According to the functionalist perspective of sociology, each aspect of society is interdependent and contributes to society's stability and functioning as a whole. For example, the government provides education for the children of the family, which in turn pays taxes on which the state depends to keep itself running. That is, the family is dependent upon the school to help children grow up to have good jobs so that they can raise and support their own families. In the process, the children become law-abiding, taxpaying citizens, who in turn support the state.
If all goes well, the parts of society produce order, stability, and productivity. If all does not go well, the parts of society then must adapt to recapture a new order, stability, and productivity. For example, during a financial recession with its high rates of unemployment and inflation, social programs are trimmed or cut. Schools offer fewer programs. Families tighten their budgets. And a new social order, stability, and productivity occur.
Functionalists believe that society is held together by social consensus, in which members of the society agree upon, and work together to achieve, what is best for society as a whole. This stands apart from the other two main sociological perspectives: symbolic interactionalism, which focuses on how people act according to their interpretations of the meaning of their world, and conflict theory, which focuses on the negative, conflicted, ever-changing nature of society.

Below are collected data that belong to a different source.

use super::event::{Event, Grade, Status};
use chrono::{Datelike, NaiveDate};

/// Built-in African-region snapshot: (country, disease, grade, status,
/// event type, lat, lon, event count, location, description, cases, deaths,
/// report date)
type SampleRow = (
    &'static str,
    &'static str,
    &'static str,
    &'static str,
    &'static str,
    f64,
    f64,
    u64,
    &'static str,
    &'static str,
    u64,
    u64,
    (i32, u32, u32),
);

const ROWS: [SampleRow; 20] = [
    ("Malawi", "Cholera", "Grade 2", "Ongoing", "Outbreak", -13.9626, 33.7741, 26, "Chitipa/Lilongwe/Balaka",
     "Cholera outbreak in Malawi. 3 confirmed cases, 23 suspected cases. Cross-border cases linked to Mozambique. OCV campaign planned. IMS on standby.",
     26, 0, (2025, 12, 19)),
    ("Mozambique", "Cholera", "Grade 3", "Ongoing", "Outbreak", -18.665695, 35.529562, 145, "Lizinje area",
     "Ongoing cholera outbreak in Mozambique with cross-border transmission to Malawi. Cases reported in Lizinje area near border.",
     145, 3, (2025, 12, 18)),
    ("Nigeria", "Cholera", "Grade 3", "Ongoing", "Outbreak", 6.5244, 3.3792, 2341, "Lagos",
     "Severe cholera outbreak in Lagos and surrounding states. Multi-state outbreak with significant case load.",
     2341, 67, (2025, 12, 15)),
    ("Democratic Republic of the Congo", "Mpox", "Grade 3", "Ongoing", "Outbreak", -4.3217, 15.3125, 8924, "Multiple provinces",
     "Ongoing mpox outbreak in DRC with sustained community transmission. Multiple provinces affected.",
     8924, 156, (2025, 12, 20)),
    ("Uganda", "Mpox", "Grade 2", "Ongoing", "Outbreak", 0.3476, 32.5825, 234, "Kampala",
     "Mpox cases reported in Kampala and border districts. Contact tracing ongoing.",
     234, 8, (2025, 12, 17)),
    ("South Africa", "Measles", "Grade 2", "Ongoing", "Outbreak", -30.5595, 22.9375, 456, "Western Cape",
     "Measles outbreak in Western Cape province. Vaccination campaign intensified.",
     456, 5, (2025, 12, 14)),
    ("Ethiopia", "Cholera", "Grade 2", "Ongoing", "Outbreak", 9.145, 40.4897, 567, "Somali region",
     "Cholera outbreak in Somali region. Humanitarian crisis contributing factor.",
     567, 12, (2025, 12, 16)),
    ("Kenya", "Malaria", "Grade 1", "New", "Outbreak", -1.286389, 36.817223, 1234, "Coastal regions",
     "Increased malaria transmission in coastal regions. Seasonal pattern observed.",
     1234, 23, (2025, 12, 19)),
    ("Ghana", "Yellow Fever", "Grade 2", "Ongoing", "Outbreak", 5.6037, -0.187, 89, "Northern regions",
     "Yellow fever outbreak in northern regions. Vaccination campaign deployed.",
     89, 18, (2025, 12, 13)),
    ("Somalia", "Cholera", "Grade 3", "Ongoing", "Humanitarian Crisis", 2.0469, 45.3182, 3456, "Multiple regions",
     "Severe cholera outbreak exacerbated by humanitarian crisis and flooding. Multiple regions affected.",
     3456, 89, (2025, 12, 18)),
    ("Zimbabwe", "Typhoid", "Grade 2", "Ongoing", "Outbreak", -17.8252, 31.0335, 234, "Harare",
     "Typhoid outbreak in Harare and surrounding areas. Water contamination suspected.",
     234, 6, (2025, 12, 12)),
    ("Tanzania", "Cholera", "Grade 2", "Ongoing", "Outbreak", -6.7924, 39.2083, 345, "Dar es Salaam",
     "Cholera cases reported in Dar es Salaam and coastal regions.",
     345, 9, (2025, 12, 15)),
    ("Cameroon", "Cholera", "Grade 2", "Ongoing", "Outbreak", 3.848, 11.5021, 456, "Far North",
     "Cholera outbreak in Far North region. Cross-border surveillance enhanced.",
     456, 14, (2025, 12, 17)),
    ("Zambia", "Cholera", "Grade 2", "Ongoing", "Outbreak", -15.4167, 28.2833, 678, "Lusaka/Copperbelt",
     "Cholera outbreak in Lusaka and Copperbelt provinces.",
     678, 17, (2025, 12, 14)),
    ("Niger", "Meningitis", "Grade 2", "New", "Outbreak", 13.5127, 2.1126, 123, "Meningitis belt",
     "Meningitis cases increasing in meningitis belt region. Seasonal pattern.",
     123, 21, (2025, 12, 19)),
    ("Rwanda", "Marburg Virus", "Grade 3", "Ongoing", "Outbreak", -1.9403, 29.8739, 12, "Multiple districts",
     "Marburg virus outbreak. Contact tracing and isolation measures in place.",
     12, 7, (2025, 12, 11)),
    ("Burundi", "Malaria", "Grade 1", "Ongoing", "Outbreak", -3.3731, 29.9189, 2345, "Multiple provinces",
     "Seasonal malaria increase in multiple provinces.",
     2345, 34, (2025, 12, 16)),
    ("Angola", "Yellow Fever", "Grade 2", "Ongoing", "Outbreak", -8.8383, 13.2344, 67, "Luanda",
     "Yellow fever cases in Luanda province. Vaccination campaign ongoing.",
     67, 12, (2025, 12, 13)),
    ("Senegal", "Dengue", "Grade 1", "New", "Outbreak", 14.6928, -17.4467, 234, "Dakar",
     "Dengue fever cases reported in Dakar. Vector control measures deployed.",
     234, 2, (2025, 12, 18)),
    ("Mali", "Measles", "Grade 2", "Ongoing", "Outbreak", 12.6392, -8.0029, 456, "Bamako",
     "Measles outbreak in Bamako and surrounding regions. Vaccination coverage assessment ongoing.",
     456, 11, (2025, 12, 15)),
];

/// The built-in table as events
pub fn sample_events() -> Vec<Event> {
    ROWS.iter()
        .map(
            |&(country, disease, grade, status, event_type, lat, lon, count, location, description, cases, deaths, (y, m, d))| {
                let report_date = NaiveDate::from_ymd_opt(y, m, d);
                Event {
                    country: country.to_string(),
                    disease: disease.to_string(),
                    grade: Grade::parse(grade),
                    status: Status::parse(status),
                    event_type: event_type.to_string(),
                    lat: Some(lat),
                    lon: Some(lon),
                    event_count: Some(count),
                    location: location.to_string(),
                    description: description.to_string(),
                    cases: Some(cases),
                    deaths: Some(deaths),
                    year: report_date.map(|date| date.year()),
                    report_date,
                }
            },
        )
        .collect()
}

#[cfg(test)]
mod tests {
    use super::*;
    use crate::geo::{is_valid_latitude, is_valid_longitude};

    #[test]
    fn test_sample_rows_are_well_formed() {
        let events = sample_events();
        assert_eq!(events.len(), 20);
        for e in &events {
            assert!(is_valid_latitude(e.lat.unwrap()), "{}", e.country);
            assert!(is_valid_longitude(e.lon.unwrap()), "{}", e.country);
            assert!(e.deaths <= e.cases, "{}", e.country);
            assert!(e.report_date.is_some());
            assert_eq!(e.year, Some(2025));
            assert_ne!(e.grade, Grade::Ungraded);
        }
    }

    #[test]
    fn test_sample_grade_mix() {
        let events = sample_events();
        let g3 = events.iter().filter(|e| e.grade == Grade::Grade3).count();
        let new = events.iter().filter(|e| e.status == Status::New).count();
        assert_eq!(g3, 5);
        assert_eq!(new, 3);
    }
}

Functionalism has received criticism for neglecting the negative functions of an event, such as divorce. Critics also claim that the perspective justifies the status quo and complacency on the part of society's members. Functionalism does not encourage people to take an active role in changing their social environment, even when such change may benefit them. Instead, functionalism sees active social change as undesirable because the various parts of society will compensate naturally for any problems that may arise.